As previously pointed out, the amount of funds we get from the feds for Title 1 and special ed total $100 million. In exchange for that money (which they received from us in the first place) they hold our entire state education system hostage.
The letter closes with the need for Utah to “[incentivize] schools to encourage participation of their students in the assessments.”
What this means is over the next year, there may be a push to do away with parental opt-out rights and get parents comfortable with a new test name so they won’t opt out as they have been.
In public comments to the state board, Wendy Hart shared these excellent thoughts.
I am speaking on the denial of the ESSA waiver and ask you to defend Utah’s opt out provision. The right of parents to direct their own child’s education is protected in Utah law. But that right is not granted by the State of Utah. It is merely protected by the laws of our state. As such, those rights are not rights elected officials can choose to remove at the request of the US Government.
The 10th Amendment states: “The powers not delegated to the United States by the Constitution, nor prohibited by it to the states, are reserved to the states respectively, or to the people.” In a 1982, Utah Supreme Court ruling, Justice Dallin H. Oaks stated: “The rights inherent in family relationships…are the most obvious examples of rights retained by the people. They are “natural,” “intrinsic,” or “prior” in the sense that our Constitutions presuppose them..” Utah Code says: A student’s parent or guardian is the primary person responsible for the education of the student, and the state is in a secondary and supportive role…
Our current opt out provision is consistent with natural rights and our state and federal constitutions. We stand on solid, legal grounds. ESSA is a voluntary grant program from the federal government. They have no legal right to require parents to not opt their kids out of SAGE testing. And the Department of Ed will never know, see, or care about the students who are harmed by this policy. The State of Utah has the solemn DUTY to protect and preserve those parental rights. And yet, at the point that the Feds offer money and ask us to circumvent those natural rights, should we go ahead and do so? If ESSA were not a voluntary grant, but were instead legally binding on the state of Utah, it would be declared unconstitutional. Instead, the US Department of Education can bribe Utahns to give up our state sovereignty and the natural rights of our citizens because they offer a caveat of money if we “choose” to comply. If we agree, we “choose” to remove some of the fundamental rights we each swore an oath to protect.

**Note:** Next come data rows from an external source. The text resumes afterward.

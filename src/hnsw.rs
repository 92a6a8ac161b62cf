//! Approximate nearest-neighbor graph over embedding vectors.
//!
//! Hierarchical navigable small-world index with cosine distance. Vectors
//! are normalized on insert, so `distance = 1 - dot`. Deleted slots stay in
//! the graph as navigable tombstones and are filtered from results; space is
//! reclaimed only by rebuilding.

use std::cmp::{Ordering, Reverse};
use std::collections::{BinaryHeap, HashSet};

use rand::rngs::StdRng;
use rand::{Rng, SeedableRng};
use serde::{Deserialize, Serialize};

use crate::error::{Result, SkillError};

/// Hard cap on layer count; levels above this are never sampled.
const MAX_LEVEL: usize = 16;

/// Seed for the level-sampling RNG of a fresh index. Building the same
/// vectors in the same order always yields the same graph.
const LEVEL_RNG_SEED: u64 = 0x736b_696c_6c73;

/// HNSW construction and search parameters.
#[derive(Debug, Clone, Serialize, Deserialize)]
pub struct HnswParams {
    /// Embedding dimension.
    pub dim: usize,
    /// Connections per node per layer; layer 0 allows 2*M.
    pub m: usize,
    /// Beam width while building.
    pub ef_construction: usize,
    /// Beam width while searching.
    pub ef_search: usize,
    /// Maximum slot count, live or tombstoned.
    pub max_elements: usize,
}

impl Default for HnswParams {
    fn default() -> Self {
        Self {
            dim: 384,
            m: 16,
            ef_construction: 200,
            ef_search: 50,
            max_elements: 10_000,
        }
    }
}

#[derive(Debug, Clone, Serialize, Deserialize)]
struct Node {
    vector: Vec<f32>,
    level: usize,
    /// One adjacency list per layer, `0..=level`.
    neighbors: Vec<Vec<u32>>,
    deleted: bool,
}

/// Search candidate ordered by distance, then slot for total order.
#[derive(Debug, Clone, Copy, PartialEq)]
struct Candidate {
    dist: f32,
    slot: u32,
}

impl Eq for Candidate {}

impl Ord for Candidate {
    fn cmp(&self, other: &Self) -> Ordering {
        self.dist
            .total_cmp(&other.dist)
            .then_with(|| self.slot.cmp(&other.slot))
    }
}

impl PartialOrd for Candidate {
    fn partial_cmp(&self, other: &Self) -> Option<Ordering> {
        Some(self.cmp(other))
    }
}

/// The graph itself. Serializable in full, RNG state included, so a
/// reloaded index keeps building exactly where it left off.
#[derive(Debug, Clone, Serialize, Deserialize)]
pub struct HnswIndex {
    params: HnswParams,
    nodes: Vec<Node>,
    entry: Option<u32>,
    rng_state: u64,
}

impl HnswIndex {
    pub fn new(params: HnswParams) -> Self {
        Self {
            params,
            nodes: Vec::new(),
            entry: None,
            rng_state: LEVEL_RNG_SEED,
        }
    }

    pub fn params(&self) -> &HnswParams {
        &self.params
    }

    /// Total slots, tombstones included.
    pub fn slot_count(&self) -> usize {
        self.nodes.len()
    }

    /// Slots that are not tombstoned.
    pub fn live_count(&self) -> usize {
        self.nodes.iter().filter(|n| !n.deleted).count()
    }

    /// Insert a vector and return its slot.
    ///
    /// Fails with `CapacityExceeded` once `max_elements` slots exist;
    /// tombstones count, because only a rebuild reclaims them.
    pub fn insert(&mut self, vector: &[f32]) -> Result<u32> {
        if self.nodes.len() >= self.params.max_elements {
            return Err(SkillError::CapacityExceeded {
                max_elements: self.params.max_elements,
            });
        }

        let mut query = vector.to_vec();
        normalize(&mut query);

        let level = self.sample_level();
        let slot = self.nodes.len() as u32;
        self.nodes.push(Node {
            vector: query.clone(),
            level,
            neighbors: vec![Vec::new(); level + 1],
            deleted: false,
        });

        let Some(entry) = self.entry else {
            self.entry = Some(slot);
            return Ok(slot);
        };

        let entry_level = self.nodes[entry as usize].level;
        let mut cur = entry;

        // Greedy descent through layers above the new node's level.
        let mut layer = entry_level;
        while layer > level {
            cur = self.greedy_closest(&query, cur, layer);
            layer -= 1;
        }

        // Link on every shared layer, nearest first.
        for layer in (0..=level.min(entry_level)).rev() {
            let found = self.search_layer(&query, &[cur], self.params.ef_construction, layer);
            let m_max = if layer == 0 { self.params.m * 2 } else { self.params.m };

            for candidate in found.iter().take(self.params.m) {
                let neighbor = candidate.slot;
                if neighbor == slot {
                    continue;
                }
                self.nodes[slot as usize].neighbors[layer].push(neighbor);
                if !self.nodes[neighbor as usize].neighbors[layer].contains(&slot) {
                    self.nodes[neighbor as usize].neighbors[layer].push(slot);
                    self.shrink_neighbors(neighbor, layer, m_max);
                }
            }

            if let Some(best) = found.first() {
                cur = best.slot;
            }
        }

        if level > entry_level {
            self.entry = Some(slot);
        }
        Ok(slot)
    }

    /// Tombstone a slot. Returns false when out of range or already deleted.
    pub fn mark_deleted(&mut self, slot: u32) -> bool {
        match self.nodes.get_mut(slot as usize) {
            Some(node) if !node.deleted => {
                node.deleted = true;
                true
            }
            _ => false,
        }
    }

    /// Top-`k` nearest live slots as `(slot, distance)`, nearest first.
    ///
    /// `ef` is raised to at least `k`.
    pub fn search(&self, vector: &[f32], k: usize, ef: usize) -> Vec<(u32, f32)> {
        if k == 0 || self.nodes.is_empty() {
            return Vec::new();
        }
        let Some(entry) = self.entry else {
            return Vec::new();
        };

        let mut query = vector.to_vec();
        normalize(&mut query);

        let mut cur = entry;
        let entry_level = self.nodes[entry as usize].level;
        for layer in (1..=entry_level).rev() {
            cur = self.greedy_closest(&query, cur, layer);
        }

        let ef = ef.max(k);
        self.search_layer(&query, &[cur], ef, 0)
            .into_iter()
            .filter(|c| !self.nodes[c.slot as usize].deleted)
            .take(k)
            .map(|c| (c.slot, c.dist))
            .collect()
    }

    /// Beam search over one layer; results ascend by distance. Tombstones
    /// participate in navigation and are filtered by the caller.
    fn search_layer(&self, query: &[f32], entries: &[u32], ef: usize, layer: usize) -> Vec<Candidate> {
        let mut visited: HashSet<u32> = HashSet::new();
        let mut frontier: BinaryHeap<Reverse<Candidate>> = BinaryHeap::new();
        let mut results: BinaryHeap<Candidate> = BinaryHeap::new();

        for &slot in entries {
            if visited.insert(slot) {
                let cand = Candidate {
                    dist: self.distance(query, slot),
                    slot,
                };
                frontier.push(Reverse(cand));
                results.push(cand);
            }
        }

        while let Some(Reverse(nearest)) = frontier.pop() {
            if results.len() >= ef {
                if let Some(worst) = results.peek() {
                    if nearest.dist > worst.dist {
                        break;
                    }
                }
            }

            for &neighbor in &self.nodes[nearest.slot as usize].neighbors[layer] {
                if !visited.insert(neighbor) {
                    continue;
                }
                let dist = self.distance(query, neighbor);
                let worst = results.peek().map(|c| c.dist).unwrap_or(f32::INFINITY);
                if results.len() < ef || dist < worst {
                    let cand = Candidate { dist, slot: neighbor };
                    frontier.push(Reverse(cand));
                    results.push(cand);
                    if results.len() > ef {
                        results.pop();
                    }
                }
            }
        }

        results.into_sorted_vec()
    }

    /// Single-step hill climb toward the query on one layer.
    fn greedy_closest(&self, query: &[f32], start: u32, layer: usize) -> u32 {
        let mut cur = start;
        let mut cur_dist = self.distance(query, cur);
        loop {
            let mut improved = false;
            for &neighbor in &self.nodes[cur as usize].neighbors[layer] {
                let dist = self.distance(query, neighbor);
                if dist < cur_dist {
                    cur = neighbor;
                    cur_dist = dist;
                    improved = true;
                }
            }
            if !improved {
                return cur;
            }
        }
    }

    /// Keep only the `m_max` closest links of `slot` on `layer`.
    fn shrink_neighbors(&mut self, slot: u32, layer: usize, m_max: usize) {
        if self.nodes[slot as usize].neighbors[layer].len() <= m_max {
            return;
        }
        let base = self.nodes[slot as usize].vector.clone();
        let mut links = std::mem::take(&mut self.nodes[slot as usize].neighbors[layer]);
        links.sort_by(|&a, &b| {
            self.distance(&base, a)
                .total_cmp(&self.distance(&base, b))
                .then_with(|| a.cmp(&b))
        });
        links.truncate(m_max);
        self.nodes[slot as usize].neighbors[layer] = links;
    }

    fn distance(&self, query: &[f32], slot: u32) -> f32 {
        let other = &self.nodes[slot as usize].vector;
        let dot: f32 = query.iter().zip(other.iter()).map(|(a, b)| a * b).sum();
        1.0 - dot
    }

    /// Geometric level sampling with the persisted RNG state.
    fn sample_level(&mut self) -> usize {
        let mut rng = StdRng::seed_from_u64(self.rng_state);
        self.rng_state = rng.gen();

        let u: f64 = 1.0 - rng.gen::<f64>();
        let mult = 1.0 / (self.params.m.max(2) as f64).ln();
        (((-u.ln()) * mult).floor() as usize).min(MAX_LEVEL)
    }
}

fn normalize(vector: &mut [f32]) {
    let norm: f32 = vector.iter().map(|x| x * x).sum::<f32>().sqrt();
    if norm > 0.0 {
        for component in vector.iter_mut() {
            *component /= norm;
        }
    }
}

In that same ruling, Justice Oaks explains: “We conclude that the right of a parent not to be deprived of parental rights without a showing of unfitness, abandonment, or substantial neglect is …so basic to our constitutional order that it ranks among those rights referred to in …the [Utah and the] United States Constitution as being retained by the people.”
With a single vote by this body, in exchange for monetary compensation, parents throughout the state of Utah can be deprived of their parental rights without due process, without showing unfitness or substantial neglect.

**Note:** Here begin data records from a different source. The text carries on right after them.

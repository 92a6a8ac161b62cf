//! Core skill data types.
//!
//! A skill is a named, versioned markdown document describing a reusable
//! agent capability. The three tiers differ in their role during
//! composition, not in storage shape.

use std::collections::BTreeMap;

use chrono::{DateTime, Utc};
use serde::{Deserialize, Serialize};

/// Skill tier.
#[derive(Debug, Clone, Copy, PartialEq, Eq, Hash, Serialize, Deserialize)]
#[serde(rename_all = "lowercase")]
pub enum SkillType {
    /// Atomic, single-purpose skill.
    Basic,
    /// Multi-step skill built from other skills.
    Composite,
    /// Orchestration-level skill.
    Meta,
}

impl SkillType {
    pub fn as_str(&self) -> &'static str {
        match self {
            SkillType::Basic => "basic",
            SkillType::Composite => "composite",
            SkillType::Meta => "meta",
        }
    }

    pub fn parse(s: &str) -> Option<Self> {
        match s.to_lowercase().as_str() {
            "basic" => Some(SkillType::Basic),
            "composite" => Some(SkillType::Composite),
            "meta" => Some(SkillType::Meta),
            _ => None,
        }
    }

    /// Ordering rank for composition: dependencies-first, so basic skills
    /// sort before composite, composite before meta.
    pub(crate) fn rank(&self) -> u8 {
        match self {
            SkillType::Basic => 0,
            SkillType::Composite => 1,
            SkillType::Meta => 2,
        }
    }
}

impl std::fmt::Display for SkillType {
    fn fmt(&self, f: &mut std::fmt::Formatter<'_>) -> std::fmt::Result {
        f.write_str(self.as_str())
    }
}

/// A hydrated skill record: main row plus tags and dependency names.
#[derive(Debug, Clone, Serialize, Deserialize)]
pub struct Skill {
    pub id: i64,
    pub name: String,
    pub skill_type: SkillType,
    pub description: String,
    /// Full markdown body; also the source text for embedding.
    pub content: String,
    pub version: i64,
    pub usage_count: i64,
    pub success_count: i64,
    /// Unix milliseconds, UTC.
    pub created_at: i64,
    /// Unix milliseconds, UTC. Changes on every mutation.
    pub updated_at: i64,
    pub tags: Vec<String>,
    /// Names of skills this skill depends on.
    pub dependencies: Vec<String>,
}

/// Immutable historical snapshot of a skill's content.
#[derive(Debug, Clone, Serialize, Deserialize)]
pub struct SkillVersion {
    pub version: i64,
    pub content: String,
    pub change_description: String,
    /// Unix milliseconds, UTC.
    pub created_at: i64,
}

/// Per-skill execution statistics.
#[derive(Debug, Clone, Serialize, Deserialize)]
pub struct SkillStats {
    pub usage_count: i64,
    pub success_count: i64,
    pub version: i64,
    /// `success_count / usage_count`, 0.0 when unused.
    pub success_rate: f64,
    /// Exponential moving average with weight 0.2 on the newest sample.
    pub average_execution_time_ms: Option<f64>,
    /// Unix milliseconds, UTC.
    pub last_execution_at: Option<i64>,
}

/// One line of the per-skill append-only history log.
#[derive(Debug, Clone, Serialize, Deserialize)]
pub struct ExecutionRecord {
    pub timestamp: DateTime<Utc>,
    pub success: bool,
    #[serde(default, skip_serializing_if = "Option::is_none")]
    pub execution_time_ms: Option<f64>,
    #[serde(default, skip_serializing_if = "Option::is_none")]
    pub context: Option<serde_json::Value>,
}

/// Aggregate statistics across the whole store.
#[derive(Debug, Clone, Serialize, Deserialize)]
pub struct SystemStats {
    pub total_skills: usize,
    pub skills_by_type: BTreeMap<String, usize>,
    pub total_executions: i64,
    pub total_successes: i64,
    /// `total_successes / total_executions`, 0.0 when nothing ran.
    pub overall_success_rate: f64,
}

/// Current wall-clock time as unix milliseconds.
pub(crate) fn now_ms() -> i64 {
    Utc::now().timestamp_millis()
}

We all know from past experience that the US Department of Ed is playing a game of political “chicken”. They are hoping we will back down. How can they justify penalizing the State of Utah because we are protecting parental rights and fulfilling our oaths to support the US Constitution and the unalienable rights it was designed to protect? Please stand strong and tell the US Department of Education they must reconsider. Inform them you are unable to violate the rights of the people you swore an oath to protect.
I strongly agree with Wendy’s statement.
A motion was made and passed at the state board to ask for a 1 year reprieve on the 95% of students must take the test rule. No idea how the feds will react, but Utah must preserve parental rights, and we must get the feds out of the education of our children.